日本を訪れる外国人観光客(インバウンド)が急増し、関西では大阪、京都の観光スポットが連日大勢の外国人で
にぎわっているのに対し、神戸を訪れる訪日客は極端に少ない−。こんな傾向が、三菱総合研究所が行った調査で
明らかになった。神戸といえば、海と山に挟まれた美しい景色に恵まれ、異国情緒が漂うおしゃれな街として人気を
呼びそうだが、なぜか訪日客の足は向かない様子。「呼び込むための新たな仕掛けが必要なのかもしれない」
と指摘する声もある。

 同研究所は今年2月と7月、関西国際空港から出国する外国人旅行者(約4千サンプル)に対して聞き取り調査を実施。
この結果から、昨年1年間に訪れた旅行者の数を観光地・エリアごとに推計した。

 これによると、大阪では「難波・心斎橋」がダントツの702万人で、「梅田・大阪駅周辺」551万人、「大阪城」443万人と続いた。
京都ではトップの「東山」が480万人。「京都駅周辺」は371万人、「金閣寺周辺」は274万人となっている。

 これに対し「神戸・三宮」は74万人。「難波・心斎橋」の10分の1ほどの水準にとどまっている。

 府県間の流動量(移動の延べ回数)に関しても、「大阪−京都」の延べ1434万人に対し、「大阪−兵庫」は延べ384万人だった。

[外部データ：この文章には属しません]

pub mod config;
pub mod types;

pub use config::{AppConfig, CONFIG};
pub use types::{Currency, MarketCode, PriceQuote};
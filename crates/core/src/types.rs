use chrono::{DateTime, Utc};
use serde::{Deserialize, Serialize};
use std::fmt;

/// Upbit-style market code: quote currency first, e.g. `KRW-BTC`.
#[derive(Debug, Clone, Serialize, Deserialize, PartialEq, Eq, Hash)]
pub struct MarketCode {
    pub quote: String,
    pub base: String,
}

impl MarketCode {
    pub fn new(quote: impl Into<String>, base: impl Into<String>) -> Self {
        Self {
            quote: quote.into(),
            base: base.into(),
        }
    }

    /// KRW market for a coin symbol, e.g. `krw("btc")` -> `KRW-BTC`.
    pub fn krw(base: impl AsRef<str>) -> Self {
        Self::new("KRW", base.as_ref().trim().to_uppercase())
    }

    /// Parse `QUOTE-BASE`, case-insensitive, surrounding whitespace ignored.
    pub fn parse(input: &str) -> Option<Self> {
        let trimmed = input.trim();
        let (quote, base) = trimmed.split_once('-')?;
        let quote = quote.trim();
        let base = base.trim();
        if quote.is_empty() || base.is_empty() {
            return None;
        }
        Some(Self::new(quote.to_uppercase(), base.to_uppercase()))
    }

    pub fn base(&self) -> &str {
        &self.base
    }

    pub fn quote(&self) -> &str {
        &self.quote
    }
}

impl fmt::Display for MarketCode {
    fn fmt(&self, f: &mut fmt::Formatter<'_>) -> fmt::Result {
        write!(f, "{}-{}", self.quote, self.base)
    }
}

#[derive(Debug, Clone, Copy, Serialize, Deserialize, PartialEq, Eq)]
#[serde(rename_all = "UPPERCASE")]
pub enum Currency {
    Krw,
    Usd,
}

/// Immutable price snapshot, created per request and discarded after the response.
#[derive(Debug, Clone, Serialize, Deserialize)]
pub struct PriceQuote {
    pub market: String,
    pub price: f64,
    pub currency: Currency,
    pub timestamp: DateTime<Utc>,
}

#[cfg(test)]
mod tests {
    use super::*;

    #[test]
    fn parse_accepts_lowercase_and_whitespace() {
        let market = MarketCode::parse("  krw-btc ").unwrap();
        assert_eq!(market.quote(), "KRW");
        assert_eq!(market.base(), "BTC");
        assert_eq!(market.to_string(), "KRW-BTC");
    }

    #[test]
    fn parse_rejects_malformed_input() {
        assert!(MarketCode::parse("KRWBTC").is_none());
        assert!(MarketCode::parse("KRW-").is_none());
        assert!(MarketCode::parse("-BTC").is_none());
        assert!(MarketCode::parse("").is_none());
    }

    #[test]
    fn krw_helper_uppercases_the_coin() {
        assert_eq!(MarketCode::krw("eth").to_string(), "KRW-ETH");
    }

    #[test]
    fn currency_serializes_uppercase() {
        assert_eq!(serde_json::to_string(&Currency::Krw).unwrap(), "\"KRW\"");
        assert_eq!(serde_json::to_string(&Currency::Usd).unwrap(), "\"USD\"");
    }
}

 「京都には歴史、大阪には食や買い物といった楽しみがある。神戸の異国情緒は、日本人にとっては魅力的だが、
訪日客にはそう写らないのかも」。三菱総合研究所の担当者はこう推察しながら「それにしても少なすぎるという感覚はある」
と首をかしげる。その上で、呼び込み策として「外国人が好みそうなスポットのPR、行って体験してみたくなるような仕掛けが
必要なのかもしれない」と話した。